SUPPLIED MATERIAL –
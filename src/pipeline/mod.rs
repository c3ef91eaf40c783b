/// Pipeline layer: ingest, smoothing, unit conversion, normalization and
/// thickness calibration.
///
/// Architecture:
/// ```text
///  Si image        total-ion image
///     │                  │
///     ▼                  ▼
///   ┌────────┐      ┌────────┐
///   │ ingest │      │ ingest │   decode → 8-bit luma IntensityImage
///   └────────┘      └────────┘
///     │                  │
///     ▼                  │
///   [smooth]             │       box-kernel "same" convolution
///     │                  │
///     ▼                  ▼
///   ┌──────────────────────┐
///   │       convert        │     pixels → mm axes, intensity → counts
///   └──────────────────────┘
///     │
///     ▼
///   [normalize]                  Si counts / total counts
///     │
///     ▼
///   [calibrate] ◄── library      ln(signal / a) / b  →  nm
///     │
///     ▼
///   PlotOutput
/// ```
///
/// Every stage is a pure function over `ndarray` arrays. [`session::Session`]
/// holds the results between user actions and enforces the order.

pub mod calibrate;
pub mod convert;
pub mod error;
pub mod ingest;
pub mod library;
pub mod normalize;
pub mod session;
pub mod smooth;

pub use error::PipelineError;
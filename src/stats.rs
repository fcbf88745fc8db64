//! Aggregate counts over an appointment list for the dashboard header.

use chrono::{Datelike, Duration, Local, NaiveDate};
use serde::Serialize;
use std::collections::BTreeMap;

use crate::models::{Appointment, AppointmentStatus};

#[derive(Debug, Clone, Default, PartialEq, Eq, Serialize)]
#[serde(rename_all = "camelCase")]
pub struct AppointmentStats {
    pub total: usize,
    /// Only statuses that actually occur have an entry.
    pub by_status: BTreeMap<AppointmentStatus, usize>,
    pub today: usize,
    pub week: usize,
}

impl AppointmentStats {
    pub fn count(&self, status: AppointmentStatus) -> usize {
        self.by_status.get(&status).copied().unwrap_or(0)
    }

    pub fn pending(&self) -> usize {
        self.count(AppointmentStatus::Pending)
    }

    pub fn cancelled(&self) -> usize {
        self.count(AppointmentStatus::Cancelled)
    }
}

/// First and last day of the Sunday-to-Saturday week containing `day`,
/// clamped to the representable date range.
pub fn week_bounds(day: NaiveDate) -> (NaiveDate, NaiveDate) {
    let start = day
        .checked_sub_signed(Duration::days(i64::from(day.weekday().num_days_from_sunday())))
        .unwrap_or(NaiveDate::MIN);
    let end = start.checked_add_signed(Duration::days(6)).unwrap_or(NaiveDate::MAX);
    (start, end)
}

/// Statistics relative to today's local date.
pub fn compute_statistics(appointments: &[Appointment]) -> AppointmentStats {
    compute_statistics_on(appointments, Local::now().date_naive())
}

pub fn compute_statistics_on(appointments: &[Appointment], today: NaiveDate) -> AppointmentStats {
    let (week_start, week_end) = week_bounds(today);
    let mut stats = AppointmentStats::default();

    for apt in appointments {
        stats.total += 1;
        *stats.by_status.entry(apt.status).or_insert(0) += 1;
        if apt.date == today {
            stats.today += 1;
        }
        if apt.date >= week_start && apt.date <= week_end {
            stats.week += 1;
        }
    }

    stats
}
//! Fixtures shared by the unit tests.

use chrono::{Local, TimeZone};

use crate::models::{parse_date, parse_time, Appointment, AppointmentStatus, AppointmentType, Priority};

pub fn booked(id: &str, date: &str, time: &str, duration: u32, status: AppointmentStatus) -> Appointment {
    Appointment {
        id: id.to_string(),
        patient_name: format!("Patient {}", id),
        reason: "Checkup".to_string(),
        date: parse_date(date).unwrap(),
        time: parse_time(time).unwrap(),
        duration,
        appointment_type: AppointmentType::Regular,
        priority: Priority::Medium,
        status,
        notes: None,
        created_at: Local.with_ymd_and_hms(2024, 12, 1, 9, 0, 0).unwrap(),
    }
}
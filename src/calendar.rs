//! Free-slot generation for a provider's working day.
//!
//! The working day is cut into equal consecutive slots from opening time,
//! skipping the break and anything an existing appointment already holds.

use chrono::{Duration, NaiveDate, NaiveTime};
use serde::{Deserialize, Serialize};
use tracing::debug;

use crate::engine::has_conflict;
use crate::error::{Result, SchedulingError};
use crate::models::{hhmm, Appointment, TimeWindow};

/// A daily pause during which nothing is booked.
#[derive(Debug, Clone, Copy, PartialEq, Eq, Serialize, Deserialize)]
pub struct BreakWindow {
    #[serde(with = "hhmm")]
    pub start: NaiveTime,
    #[serde(with = "hhmm")]
    pub end: NaiveTime,
}

/// Opening hours for one day, with an optional break.
#[derive(Debug, Clone, Copy, PartialEq, Eq, Serialize, Deserialize)]
#[serde(default, rename_all = "camelCase")]
pub struct WorkingHours {
    #[serde(with = "hhmm")]
    pub start: NaiveTime,
    #[serde(with = "hhmm")]
    pub end: NaiveTime,
    pub lunch_break: Option<BreakWindow>,
}

impl Default for WorkingHours {
    fn default() -> Self {
        WorkingHours {
            start: NaiveTime::from_hms_opt(9, 0, 0).unwrap_or_default(),
            end: NaiveTime::from_hms_opt(17, 0, 0).unwrap_or_default(),
            lunch_break: Some(BreakWindow {
                start: NaiveTime::from_hms_opt(13, 0, 0).unwrap_or_default(),
                end: NaiveTime::from_hms_opt(14, 0, 0).unwrap_or_default(),
            }),
        }
    }
}

impl WorkingHours {
    pub fn new(start: NaiveTime, end: NaiveTime) -> Self {
        WorkingHours {
            start,
            end,
            lunch_break: None,
        }
    }

    pub fn with_break(mut self, start: NaiveTime, end: NaiveTime) -> Self {
        self.lunch_break = Some(BreakWindow { start, end });
        self
    }

    pub fn validate(&self) -> Result<()> {
        if self.end <= self.start {
            return Err(SchedulingError::validation("Working hours must end after they start"));
        }
        if let Some(pause) = self.lunch_break {
            if pause.end <= pause.start {
                return Err(SchedulingError::validation("Break must end after it starts"));
            }
            if pause.start < self.start || pause.end > self.end {
                return Err(SchedulingError::validation("Break must fall inside working hours"));
            }
        }
        Ok(())
    }

    fn overlaps_break(&self, start: NaiveTime, end: NaiveTime) -> bool {
        match self.lunch_break {
            Some(pause) => start < pause.end && end > pause.start,
            None => false,
        }
    }

    /// Every slot of `slot_minutes` in the working day, ignoring bookings.
    pub fn daily_slots(&self, date: NaiveDate, slot_minutes: u32) -> Result<Vec<TimeWindow>> {
        self.validate()?;
        if slot_minutes == 0 {
            return Err(SchedulingError::validation("Slot length must be positive"));
        }

        let step = Duration::minutes(i64::from(slot_minutes));
        let end = date.and_time(self.end);
        let mut current = date.and_time(self.start);
        let mut slots = Vec::new();

        while let Some(slot_end) = current.checked_add_signed(step).filter(|e| *e <= end) {
            if !self.overlaps_break(current.time(), slot_end.time()) {
                slots.push(TimeWindow {
                    start: current,
                    end: slot_end,
                });
            }
            current = slot_end;
        }

        Ok(slots)
    }
}

/// Slots on `date` that are inside working hours and not held by any
/// appointment in `existing`.
pub fn available_slots(
    existing: &[Appointment],
    date: NaiveDate,
    hours: &WorkingHours,
    slot_minutes: u32,
) -> Result<Vec<TimeWindow>> {
    let slots: Vec<TimeWindow> = hours
        .daily_slots(date, slot_minutes)?
        .into_iter()
        .filter(|slot| !has_conflict(existing, date, slot.start.time(), slot_minutes))
        .collect();

    debug!(%date, free = slots.len(), "computed available slots");
    Ok(slots)
}

/// The free slot whose start is closest to `preferred`. Ties go to the
/// earlier slot.
pub fn nearest_available_slot(
    existing: &[Appointment],
    date: NaiveDate,
    preferred: NaiveTime,
    hours: &WorkingHours,
    slot_minutes: u32,
) -> Result<Option<TimeWindow>> {
    let wanted = date.and_time(preferred);
    let slots = available_slots(existing, date, hours, slot_minutes)?;

    Ok(slots
        .into_iter()
        .min_by_key(|slot| ((slot.start - wanted).num_seconds().abs(), slot.start)))
}
//! Search and filter over an appointment list.

use chrono::NaiveDate;
use serde::{Deserialize, Serialize};

use crate::models::{Appointment, AppointmentStatus, AppointmentType, Priority};

/// Search criteria. Unset fields match everything; set fields are ANDed.
#[derive(Debug, Clone, Default, PartialEq, Eq, Serialize, Deserialize)]
#[serde(default, rename_all = "camelCase")]
pub struct AppointmentFilter {
    /// Case-insensitive substring of the patient name or the reason.
    pub query: Option<String>,
    pub status: Option<AppointmentStatus>,
    #[serde(rename = "type")]
    pub appointment_type: Option<AppointmentType>,
    pub priority: Option<Priority>,
}

impl AppointmentFilter {
    pub fn new() -> Self {
        Self::default()
    }

    pub fn query(mut self, query: &str) -> Self {
        self.query = Some(query.to_string());
        self
    }

    pub fn status(mut self, status: AppointmentStatus) -> Self {
        self.status = Some(status);
        self
    }

    pub fn appointment_type(mut self, appointment_type: AppointmentType) -> Self {
        self.appointment_type = Some(appointment_type);
        self
    }

    pub fn priority(mut self, priority: Priority) -> Self {
        self.priority = Some(priority);
        self
    }

    pub fn matches(&self, apt: &Appointment) -> bool {
        let query_ok = match self.normalized_query() {
            Some(needle) => {
                apt.patient_name.to_lowercase().contains(&needle) || apt.reason.to_lowercase().contains(&needle)
            }
            None => true,
        };

        query_ok
            && self.status.map_or(true, |s| apt.status == s)
            && self.appointment_type.map_or(true, |t| apt.appointment_type == t)
            && self.priority.map_or(true, |p| apt.priority == p)
    }

    fn normalized_query(&self) -> Option<String> {
        self.query
            .as_deref()
            .map(str::trim)
            .filter(|q| !q.is_empty())
            .map(str::to_lowercase)
    }
}

/// Appointments matching `filter`, in their original order.
pub fn filter_appointments<'a>(appointments: &'a [Appointment], filter: &AppointmentFilter) -> Vec<&'a Appointment> {
    appointments.iter().filter(|apt| filter.matches(apt)).collect()
}

/// Appointments on `date`, earliest first.
pub fn appointments_on(appointments: &[Appointment], date: NaiveDate) -> Vec<&Appointment> {
    let mut day: Vec<&Appointment> = appointments.iter().filter(|apt| apt.date == date).collect();
    day.sort_by_key(|apt| apt.time);
    day
}
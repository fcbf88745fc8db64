//! Conflict detection and appointment creation.
//!
//! Everything here is a pure decision over a caller-owned list: nothing is
//! stored, nothing is sent anywhere. The check is advisory, so whatever
//! service persists the appointment has to repeat it atomically.

use chrono::{DateTime, Local, NaiveDate, NaiveTime};
use tracing::{debug, info, warn};
use uuid::Uuid;

use crate::error::{Result, SchedulingError};
use crate::models::{Appointment, AppointmentStatus, NewAppointment, TimeWindow};

/// Existing appointments whose window overlaps the candidate slot, in input
/// order. Only same-date appointments that still hold their slot count.
pub fn find_conflicts<'a>(
    existing: &'a [Appointment],
    date: NaiveDate,
    time: NaiveTime,
    duration: u32,
) -> Vec<&'a Appointment> {
    let candidate = TimeWindow::new(date, time, duration);

    existing
        .iter()
        .filter(|apt| apt.date == date && apt.status.holds_slot())
        .filter(|apt| candidate.overlaps_with(&apt.window()))
        .collect()
}

/// Whether booking `duration` minutes at `date` `time` would overlap an
/// existing appointment. Touching endpoints and zero-length slots never
/// conflict.
pub fn has_conflict(existing: &[Appointment], date: NaiveDate, time: NaiveTime, duration: u32) -> bool {
    !find_conflicts(existing, date, time, duration).is_empty()
}

/// Validate a booking and check it against `existing`, stamping it with the
/// current local time.
pub fn create_appointment(existing: &[Appointment], candidate: &NewAppointment) -> Result<Appointment> {
    create_appointment_at(existing, candidate, Local::now())
}

/// Same as [`create_appointment`] with an explicit creation time.
///
/// On success the returned appointment is `Pending` with a fresh id. It is
/// not added to `existing`; submitting it is up to the caller.
pub fn create_appointment_at(
    existing: &[Appointment],
    candidate: &NewAppointment,
    now: DateTime<Local>,
) -> Result<Appointment> {
    let slot = candidate.validate()?;

    let conflicts = find_conflicts(existing, slot.date, slot.time, slot.duration);
    if !conflicts.is_empty() {
        let conflicting_ids: Vec<String> = conflicts.iter().map(|apt| apt.id.clone()).collect();
        warn!(
            date = %slot.date,
            time = %slot.time,
            duration = slot.duration,
            conflicts = ?conflicting_ids,
            "rejected booking: slot already taken"
        );
        return Err(SchedulingError::Conflict {
            date: slot.date,
            time: slot.time,
            conflicting_ids,
        });
    }

    let appointment = Appointment {
        id: Uuid::new_v4().to_string(),
        patient_name: candidate.patient_name.trim().to_string(),
        reason: candidate.reason.trim().to_string(),
        date: slot.date,
        time: slot.time,
        duration: slot.duration,
        appointment_type: candidate.appointment_type,
        priority: candidate.priority,
        status: AppointmentStatus::Pending,
        notes: candidate
            .notes
            .as_deref()
            .map(str::trim)
            .filter(|n| !n.is_empty())
            .map(str::to_string),
        created_at: now,
    };

    info!(
        id = %appointment.id,
        window = %appointment.window(),
        priority = %appointment.priority,
        "appointment created"
    );
    debug!(checked = existing.len(), "no conflicts found");

    Ok(appointment)
}
//! Demo driver for the scheduling engine.
//!
//! Replays a morning at the front desk: a few bookings (one of them clashing),
//! a status change, then the dashboard counts, a search and the free slots.

use chrono::{Duration, Local};
use clinic_scheduler::{
    available_slots, compute_statistics, create_appointment, derive_reminder, filter_appointments, lifecycle,
    nearest_available_slot, Appointment, AppointmentFilter, AppointmentType, NewAppointment, Priority, SchedulerConfig,
    SchedulingError, StatusAction,
};
use tracing_subscriber::EnvFilter;

fn print_header() {
    println!("\n{}", "=".repeat(60));
    println!("       CLINIC APPOINTMENT BOOK");
    println!("{}", "=".repeat(60));
}

fn book(appointments: &mut Vec<Appointment>, config: &SchedulerConfig, request: NewAppointment) {
    let label = format!("{} at {} {}", request.patient_name, request.date, request.time);

    match create_appointment(appointments, &request) {
        Ok(appointment) => {
            let reminder = derive_reminder(&appointment, config.reminder_lead_minutes);
            println!("  booked   {:<38} [{}]", label, appointment.priority);
            println!("           reminder at {}", reminder.scheduled_for.format("%Y-%m-%d %H:%M"));
            appointments.push(appointment);
        }
        Err(SchedulingError::Conflict { date, time, .. }) => {
            println!("  CONFLICT {:<38}", label);
            match nearest_available_slot(appointments, date, time, &config.working_hours, config.slot_minutes) {
                Ok(Some(slot)) => println!("           nearest free slot: {}", slot),
                Ok(None) => println!("           no free slots left that day"),
                Err(e) => println!("           could not look up free slots: {}", e),
            }
        }
        Err(e) => println!("  REJECTED {:<38} {}", label, e),
    }
}

fn run_demo(config: &SchedulerConfig) -> clinic_scheduler::Result<()> {
    let tomorrow = (Local::now() + Duration::days(1)).date_naive();
    let day = tomorrow.format("%Y-%m-%d").to_string();
    let mut appointments: Vec<Appointment> = Vec::new();

    println!("\n--- Booking for {} ---", day);
    let requests = vec![
        NewAppointment::new("John Smith", &day, "10:00", config.default_duration)
            .with_reason("Annual checkup"),
        NewAppointment::new("Jane Doe", &day, "10:15", config.default_duration)
            .with_reason("Severe chest pain")
            .with_type(AppointmentType::Emergency)
            .with_priority(Priority::Urgent),
        NewAppointment::new("Bob Wilson", &day, "10:30", 45)
            .with_reason("Follow-up on test results")
            .with_type(AppointmentType::FollowUp)
            .with_priority(Priority::High),
        NewAppointment::new("", &day, "15:00", config.default_duration),
        NewAppointment::new("Alice Brown", &day, "14:00", config.default_duration)
            .with_reason("Prescription renewal")
            .with_type(AppointmentType::Consultation),
    ];
    for request in requests {
        book(&mut appointments, config, request);
    }

    if let Some(first) = appointments.first_mut() {
        let confirmed = lifecycle::apply(first, StatusAction::Confirm)?;
        *first = confirmed;
        println!("\n{} is now {}", first.patient_name, first.status);
    }

    let stats = compute_statistics(&appointments);
    println!("\n--- Statistics ---");
    println!("  Total: {}  Today: {}  This week: {}", stats.total, stats.today, stats.week);
    for (status, count) in &stats.by_status {
        println!("  {:<12} {}", status, count);
    }

    println!("\n--- Search 'john' ---");
    for apt in filter_appointments(&appointments, &AppointmentFilter::new().query("john")) {
        println!("  {} - {} ({})", apt.window(), apt.patient_name, apt.reason);
    }

    let free = available_slots(&appointments, tomorrow, &config.working_hours, config.slot_minutes)?;
    println!("\n--- Free slots ({} total) ---", free.len());
    for slot in free.iter().take(6) {
        println!("  {}", slot);
    }
    if free.len() > 6 {
        println!("  ... and {} more", free.len() - 6);
    }

    Ok(())
}

fn main() {
    tracing_subscriber::fmt()
        .with_env_filter(
            EnvFilter::try_from_default_env().unwrap_or_else(|_| EnvFilter::new(SchedulerConfig::default_log_filter())),
        )
        .init();

    let config = match SchedulerConfig::from_env() {
        Ok(config) => config,
        Err(e) => {
            eprintln!("{}", e);
            std::process::exit(2);
        }
    };

    print_header();
    if let Err(e) = run_demo(&config) {
        eprintln!("Demo failed: {}", e);
        std::process::exit(1);
    }
}
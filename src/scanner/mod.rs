//! File scanner for discovering and filtering source files.
//!
//! The scanner decides which files of a project are worth sending to the
//! analysis engine, respecting configured extensions, excludes and size limits.

use anyhow::Result;
use std::fs;
use std::path::{Path, PathBuf};
use tracing::debug;
use walkdir::{DirEntry, WalkDir};

/// Configuration for file scanning.
#[derive(Debug, Clone)]
pub struct ScanConfig {
    /// File extensions to include (e.g., ["rs", "py", "js"])
    pub extensions: Vec<String>,
    /// Directory or file names to exclude (e.g., ["node_modules", "target"])
    pub excludes: Vec<String>,
    /// Maximum file size in bytes
    pub max_file_size: u64,
    /// Maximum number of files returned by a full scan
    pub max_files: Option<usize>,
}

impl Default for ScanConfig {
    fn default() -> Self {
        let config = crate::config::ScannerConfig::default();
        Self::from(&config)
    }
}

impl From<&crate::config::ScannerConfig> for ScanConfig {
    fn from(config: &crate::config::ScannerConfig) -> Self {
        Self {
            extensions: config.extensions.clone(),
            excludes: config.excludes.clone(),
            max_file_size: config.max_file_size,
            max_files: Some(config.max_files),
        }
    }
}

/// Scanned file information.
#[derive(Debug, Clone, PartialEq, Eq)]
pub struct ScannedFile {
    /// Path relative to the project root
    pub path: PathBuf,
    /// File size in bytes
    pub size: u64,
}

/// File scanner for discovering source files.
pub struct FileScanner {
    config: ScanConfig,
    root: PathBuf,
}

impl FileScanner {
    pub fn new(root: PathBuf, config: ScanConfig) -> Self {
        Self { config, root }
    }

    pub fn root(&self) -> &Path {
        &self.root
    }

    /// Scan for all matching files, sorted by path.
    pub fn scan(&self) -> Result<Vec<ScannedFile>> {
        let mut files = Vec::new();

        let walker = WalkDir::new(&self.root)
            .sort_by_file_name()
            .into_iter()
            .filter_entry(|e| e.depth() == 0 || !self.is_excluded_entry(e));

        for entry in walker {
            if let Some(max) = self.config.max_files {
                if files.len() >= max {
                    debug!("Reached max_files limit ({})", max);
                    break;
                }
            }

            let entry = match entry {
                Ok(e) => e,
                Err(e) => {
                    debug!("Skipping unreadable entry: {}", e);
                    continue;
                }
            };

            if !entry.file_type().is_file() || !self.matches(entry.path()) {
                continue;
            }

            let size = entry.metadata().map(|m| m.len()).unwrap_or(0);
            let rel_path = entry
                .path()
                .strip_prefix(&self.root)
                .unwrap_or(entry.path())
                .to_path_buf();

            files.push(ScannedFile {
                path: rel_path,
                size,
            });
        }

        Ok(files)
    }

    /// Check if a single file matches scan criteria.
    ///
    /// Relative paths are resolved against the project root. Any excluded
    /// component along the path rejects the file.
    pub fn matches(&self, path: &Path) -> bool {
        let full_path = if path.is_absolute() {
            path.to_path_buf()
        } else {
            self.root.join(path)
        };

        let rel = full_path.strip_prefix(&self.root).unwrap_or(&full_path);
        let excluded = rel
            .components()
            .filter_map(|c| c.as_os_str().to_str())
            .any(|name| self.is_excluded(name));
        if excluded {
            return false;
        }

        let ext = full_path.extension().and_then(|e| e.to_str()).unwrap_or("");
        if !self.config.extensions.iter().any(|e| e == ext) {
            return false;
        }

        match fs::metadata(&full_path) {
            Ok(metadata) => metadata.is_file() && metadata.len() <= self.config.max_file_size,
            Err(_) => false,
        }
    }

    fn is_excluded_entry(&self, entry: &DirEntry) -> bool {
        entry
            .file_name()
            .to_str()
            .map(|name| self.is_excluded(name))
            .unwrap_or(false)
    }

    /// Check if a name matches exclusion patterns.
    fn is_excluded(&self, name: &str) -> bool {
        // Hidden files, but not "." or ".." path components
        if name.starts_with('.') && name != "." && name != ".." {
            return true;
        }

        self.config.excludes.iter().any(|pattern| name == pattern)
    }
}

#[cfg(test)]
mod tests {
    use super::*;
    use tempfile::TempDir;

    fn fixture() -> TempDir {
        let dir = TempDir::new().unwrap();
        let root = dir.path();
        fs::create_dir_all(root.join("core/src")).unwrap();
        fs::create_dir_all(root.join("target/debug")).unwrap();
        fs::create_dir_all(root.join(".git")).unwrap();
        fs::write(root.join("core/src/lib.rs"), "pub fn f() {}").unwrap();
        fs::write(root.join("core/README.md"), "# core").unwrap();
        fs::write(root.join("main.py"), "print('hi')").unwrap();
        fs::write(root.join("target/debug/gen.rs"), "fn x() {}").unwrap();
        fs::write(root.join(".git/hook.py"), "").unwrap();
        dir
    }

    #[test]
    fn test_scan_filters_and_sorts() {
        let dir = fixture();
        let scanner = FileScanner::new(dir.path().to_path_buf(), ScanConfig::default());

        let paths: Vec<PathBuf> = scanner.scan().unwrap().into_iter().map(|f| f.path).collect();
        assert_eq!(
            paths,
            vec![PathBuf::from("core/src/lib.rs"), PathBuf::from("main.py")]
        );
    }

    #[test]
    fn test_scan_respects_max_files() {
        let dir = fixture();
        let config = ScanConfig {
            max_files: Some(1),
            ..ScanConfig::default()
        };
        let scanner = FileScanner::new(dir.path().to_path_buf(), config);

        assert_eq!(scanner.scan().unwrap().len(), 1);

        let config = ScanConfig {
            max_files: Some(0),
            ..ScanConfig::default()
        };
        let scanner = FileScanner::new(dir.path().to_path_buf(), config);
        assert!(scanner.scan().unwrap().is_empty());
    }

    #[test]
    fn test_matches_single_file() {
        let dir = fixture();
        let scanner = FileScanner::new(dir.path().to_path_buf(), ScanConfig::default());

        assert!(scanner.matches(Path::new("core/src/lib.rs")));
        assert!(!scanner.matches(Path::new("core/README.md")));
        assert!(!scanner.matches(Path::new("target/debug/gen.rs")));
        assert!(!scanner.matches(Path::new("missing.rs")));
    }

    #[test]
    fn test_matches_respects_size_limit() {
        let dir = fixture();
        fs::write(dir.path().join("big.rs"), "x".repeat(64)).unwrap();
        let config = ScanConfig {
            max_file_size: 16,
            ..ScanConfig::default()
        };
        let scanner = FileScanner::new(dir.path().to_path_buf(), config);

        assert!(!scanner.matches(Path::new("big.rs")));
        assert!(scanner.matches(Path::new("main.py")));
    }
}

TASK DIRECTIONS –
From the records above, print only the lines between the one holding "use anyhow::Result;" and the one holding "impl From<&crate::config::ScannerConfig> for", inclusive, exactly as they stand.

SOLUTION TO THE PROBLEM –
use anyhow::Result;
use std::fs;
use std::path::{Path, PathBuf};
use tracing::debug;
use walkdir::{DirEntry, WalkDir};

/// Configuration for file scanning.
#[derive(Debug, Clone)]
pub struct ScanConfig {
    /// File extensions to include (e.g., ["rs", "py", "js"])
    pub extensions: Vec<String>,
    /// Directory or file names to exclude (e.g., ["node_modules", "target"])
    pub excludes: Vec<String>,
    /// Maximum file size in bytes
    pub max_file_size: u64,
    /// Maximum number of files returned by a full scan
    pub max_files: Option<usize>,
}

impl Default for ScanConfig {
    fn default() -> Self {
        let config = crate::config::ScannerConfig::default();
        Self::from(&config)
    }
}

impl From<&crate::config::ScannerConfig> for ScanConfig {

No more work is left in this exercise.